Re: [gutvol-d] Scans and Texts (Re: Copyright Verification?)

14 Jul 2005

      Karl Eichwalder wrote:
...
Joshua Hutchinson wrote:
...
...
I realize that scans are important to you, but they simply are NOT to
most of us, beyond their use as OCR sources.
...
The "us" seems to be a very limited crowd ;)  Scans are very important to
all of "us" who rely on texts they can verify.  Without scans the
scientific world (universities and similar intitutes) will simply ignore
the Gutenberg texts.
...
...
I don't have a problem with archiving the images but I will not change
the work flow I do (or recommend the change in DP) to get "archival
quality" scans.  It simply is not something I deem important to the
work we do here.
...
Texts and scans, both are important.  Combining them makes a valuable
e-book.  Because it isn't that difficult to combine them and offer them
side by side for reading we should work on this issue to make it happen.
It is interesting in that many who volunteer for PG and DP don't view
scans as important in and of themselves, while the Internet Archive
(and maybe this has changed) doesn't view structured/proofed digital text
(which DP produces) as being vital -- IA's focus has been on acquiring,
archiving and making available page scans (which is a GOOD thing, I'm
not knocking it.)

I do agree with Karl that both are equally important, and technology
improvements the last few years has now made it feasible to archive
and deliver both side-by-side.

As a result of the experimental/demo "My Antonia", a few of us are
now exploring redoing the top 500 or 1000 classic English-language
Works. We would mobilize the scholars and enthusiasts (including those
expert with bibliography), and on a case-by-case basis determine the
particular public domain edition(s) for each Work from which we'd like
to somehow secure high-resolution, high-quality page scans *done
right* (we'll probably have to work with participating libraries for
source material -- a very good reason to establish close ties to the
library world which PG has not yet been able to establish.) Then the
scans would be submitted to DP for conversion into structured digital
text (SDT -- of course, PG would then get the work product as they
want it.) We would then take the SDT and mark it up using a selected
subset of TEI (probably PGTEI or something close to it). Meanwhile,
the scans will be cleaned up and provided at various resolutions by
another team of volunteers, as well as encapsulated within DjVu and
PDF. The SDT-TEI would be converted using XSLT to XHTML 1.1 for web
display (allowing end-users to pick their own preferred CSS stylesheets),
and to other formats as there is a demand for. We'd put together a
"Distributed Catalogers", mostly librarian volunteers, to assemble
high-quality and authoritative/uniform metadata for each edition,
probably (but not necessarily -- have to decide on this) encoded in
MARC and/or MARC-XML. Archiving/organizing the editions will be done
using the WEMI principle/system (Work-Edition-Manifestation-Item). Of
course, the full database of SDT will be searchable with at least a
Google-level search engine. We will also work hard to make it much
easier to immediately correct the texts if any errors are found
(having the original page scans available makes it much easier to
check for errors -- hopefully the DP process will keep the error rate
really low. Bowerbird is thanked for suggesting the need for a robust
system for continuous, "post-publication" error correction -- having
the scans available and online is *critical* for this functionality.)

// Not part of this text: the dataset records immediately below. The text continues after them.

//! Configuration for buffers, pools and frame readers.
//!
//! - [`BufferConfig`] - Byte order and initial capacity of a new buffer
//! - [`PoolConfig`] - Buffer template and idle limit of a [`crate::BufferPool`]
//! - [`FrameConfig`] - Head byte order and size limit for frame readers
//!
//! # Example
//!
//! ```
//! use cursorbuf::{BufferConfig, ByteOrder, PoolConfig};
//!
//! let config = BufferConfig::new(ByteOrder::LittleEndian, 1024)?;
//!
//! let pool = PoolConfig::default()
//!     .with_buffer_config(config)
//!     .with_max_idle(Some(64));
//! # Ok::<(), cursorbuf::BufferError>(())
//! ```

use crate::codec::ByteOrder;
use crate::error::BufferError;

/// Default capacity reserved by a new buffer (256 bytes).
pub const DEFAULT_INITIAL_CAPACITY: usize = 256;

/// Default maximum frame payload accepted by frame readers (16 MiB).
pub const DEFAULT_MAX_FRAME_LEN: usize = 16 * 1024 * 1024;

/// Configuration for a [`crate::CursorBuffer`].
///
/// # Example
///
/// ```
/// use cursorbuf::{BufferConfig, ByteOrder, CursorBuffer};
///
/// let config = BufferConfig::default().with_byte_order(ByteOrder::LittleEndian);
/// let buf = CursorBuffer::with_config(config);
/// assert_eq!(buf.byte_order(), ByteOrder::LittleEndian);
/// ```
#[derive(Debug, Clone, Copy, PartialEq, Eq, Hash)]
pub struct BufferConfig {
    byte_order: ByteOrder,
    initial_capacity: usize,
}

impl BufferConfig {
    /// Creates a new configuration.
    ///
    /// # Errors
    ///
    /// Returns [`BufferError::InvalidConfig`] if `initial_capacity` exceeds
    /// `isize::MAX`.
    pub fn new(byte_order: ByteOrder, initial_capacity: usize) -> Result<Self, BufferError> {
        if initial_capacity > isize::MAX as usize {
            return Err(BufferError::InvalidConfig {
                message: "initial_capacity cannot exceed isize::MAX",
            });
        }

        Ok(Self {
            byte_order,
            initial_capacity,
        })
    }

    /// Sets the byte order.
    pub fn with_byte_order(mut self, byte_order: ByteOrder) -> Self {
        self.byte_order = byte_order;
        self
    }

    /// Sets the initial capacity.
    ///
    /// Note: This does not validate the configuration. Use [`BufferConfig::validate`].
    pub fn with_initial_capacity(mut self, capacity: usize) -> Self {
        self.initial_capacity = capacity;
        self
    }

    /// Returns the byte order.
    pub fn byte_order(&self) -> ByteOrder {
        self.byte_order
    }

    /// Returns the initial capacity.
    pub fn initial_capacity(&self) -> usize {
        self.initial_capacity
    }

    /// Validates the current configuration.
    pub fn validate(&self) -> Result<(), BufferError> {
        Self::new(self.byte_order, self.initial_capacity).map(|_| ())
    }
}

impl Default for BufferConfig {
    fn default() -> Self {
        Self {
            byte_order: ByteOrder::default(),
            initial_capacity: DEFAULT_INITIAL_CAPACITY,
        }
    }
}

/// Configuration for a [`crate::BufferPool`].
///
/// `max_idle` bounds how many returned buffers are kept. `None` (the
/// default) keeps every returned buffer.
#[derive(Debug, Clone, Copy, PartialEq, Eq, Hash, Default)]
pub struct PoolConfig {
    buffer: BufferConfig,
    max_idle: Option<usize>,
}

impl PoolConfig {
    /// Creates a new pool configuration.
    ///
    /// # Errors
    ///
    /// Returns [`BufferError::InvalidConfig`] if the buffer template is
    /// invalid or `max_idle` is `Some(0)`.
    pub fn new(buffer: BufferConfig, max_idle: Option<usize>) -> Result<Self, BufferError> {
        buffer.validate()?;

        if max_idle == Some(0) {
            return Err(BufferError::InvalidConfig {
                message: "max_idle must be non-zero when set",
            });
        }

        Ok(Self { buffer, max_idle })
    }

    /// Sets the template used for freshly constructed buffers.
    pub fn with_buffer_config(mut self, buffer: BufferConfig) -> Self {
        self.buffer = buffer;
        self
    }

    /// Sets the idle limit.
    pub fn with_max_idle(mut self, max_idle: Option<usize>) -> Self {
        self.max_idle = max_idle;
        self
    }

    /// Returns the buffer template.
    pub fn buffer_config(&self) -> &BufferConfig {
        &self.buffer
    }

    /// Returns the idle limit.
    pub fn max_idle(&self) -> Option<usize> {
        self.max_idle
    }

    /// Validates the current configuration.
    pub fn validate(&self) -> Result<(), BufferError> {
        Self::new(self.buffer, self.max_idle).map(|_| ())
    }
}

/// Configuration for frame readers.
///
/// Frames are a 4-byte unsigned length head in `byte_order`, followed by
/// that many payload bytes.
///
/// # Example
///
/// ```
/// use cursorbuf::{ByteOrder, FrameConfig};
///
/// let config = FrameConfig::new(ByteOrder::BigEndian, 64 * 1024)?;
/// assert_eq!(config.max_frame_len(), 64 * 1024);
/// # Ok::<(), cursorbuf::BufferError>(())
/// ```
#[derive(Debug, Clone, Copy, PartialEq, Eq, Hash)]
pub struct FrameConfig {
    byte_order: ByteOrder,
    max_frame_len: usize,
}

impl FrameConfig {
    /// Creates a new frame configuration.
    ///
    /// # Errors
    ///
    /// Returns [`BufferError::InvalidConfig`] if `max_frame_len` is zero or
    /// does not fit the 32-bit head.
    pub fn new(byte_order: ByteOrder, max_frame_len: usize) -> Result<Self, BufferError> {
        if max_frame_len == 0 {
            return Err(BufferError::InvalidConfig {
                message: "max_frame_len must be non-zero",
            });
        }

        if max_frame_len as u64 > u64::from(u32::MAX) {
            return Err(BufferError::InvalidConfig {
                message: "max_frame_len cannot exceed u32::MAX",
            });
        }

        Ok(Self {
            byte_order,
            max_frame_len,
        })
    }

    /// Sets the head byte order.
    pub fn with_byte_order(mut self, byte_order: ByteOrder) -> Self {
        self.byte_order = byte_order;
        self
    }

    /// Sets the maximum payload size.
    ///
    /// Note: This does not validate the configuration. Use [`FrameConfig::validate`].
    pub fn with_max_frame_len(mut self, max_frame_len: usize) -> Self {
        self.max_frame_len = max_frame_len;
        self
    }

    /// Returns the head byte order.
    pub fn byte_order(&self) -> ByteOrder {
        self.byte_order
    }

    /// Returns the maximum payload size.
    pub fn max_frame_len(&self) -> usize {
        self.max_frame_len
    }

    /// Validates the current configuration.
    pub fn validate(&self) -> Result<(), BufferError> {
        Self::new(self.byte_order, self.max_frame_len).map(|_| ())
    }
}

impl Default for FrameConfig {
    fn default() -> Self {
        Self {
            byte_order: ByteOrder::default(),
            max_frame_len: DEFAULT_MAX_FRAME_LEN,
        }
    }
}

#[cfg(test)]
mod tests {
    use super::*;

    #[test]
    fn test_buffer_config_default() {
        let config = BufferConfig::default();
        assert_eq!(config.byte_order(), ByteOrder::BigEndian);
        assert_eq!(config.initial_capacity(), DEFAULT_INITIAL_CAPACITY);
    }

    #[test]
    fn test_buffer_config_builder() {
        let config = BufferConfig::default()
            .with_byte_order(ByteOrder::LittleEndian)
            .with_initial_capacity(0);
        assert_eq!(config.byte_order(), ByteOrder::LittleEndian);
        assert_eq!(config.initial_capacity(), 0);
        assert!(config.validate().is_ok());
    }

    #[test]
    fn test_buffer_config_invalid_capacity() {
        assert!(BufferConfig::new(ByteOrder::BigEndian, usize::MAX).is_err());
    }

    #[test]
    fn test_pool_config_default_is_unbounded() {
        let config = PoolConfig::default();
        assert_eq!(config.max_idle(), None);
        assert_eq!(config.buffer_config(), &BufferConfig::default());
    }

    #[test]
    fn test_pool_config_zero_idle_rejected() {
        assert!(PoolConfig::new(BufferConfig::default(), Some(0)).is_err());
        assert!(PoolConfig::default().with_max_idle(Some(0)).validate().is_err());
        assert!(PoolConfig::new(BufferConfig::default(), Some(1)).is_ok());
    }

    #[test]
    fn test_frame_config_validation() {
        assert!(FrameConfig::new(ByteOrder::BigEndian, 0).is_err());
        assert!(FrameConfig::new(ByteOrder::BigEndian, 1).is_ok());
        assert!(FrameConfig::default().validate().is_ok());
        assert_eq!(FrameConfig::default().max_frame_len(), DEFAULT_MAX_FRAME_LEN);
    }
}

Since the markup will include paragraph level unique identifiers, it
will now be possible to allow the world to link to each edition down to
the paragraph level (to produce uniform links), and when XLink becomes
more common, to link down to individual words. It will now be possible
to build a community around each Work (at least where there's enough
interested people to organize a community for a particular Work or
author) who will then be able to annotate, interlink, blog and discuss
each edition/Work -- for this it is *necessary* we use XML markup
*done right*. (This is an answer to those who believe plain text is
sufficient -- it is NOT sufficient if we want to integrate the texts
at a high level with various human endeavors, to build a more robust
knowledge management system, etc. -- those who view the only purpose
of digital texts is for casual, private reading are taking a very
limited view of the many possibilities. Anyway, XML is self-describing
text, so we fulfill the requirement for longevity which Michael
Hart has preached from the very beginning.)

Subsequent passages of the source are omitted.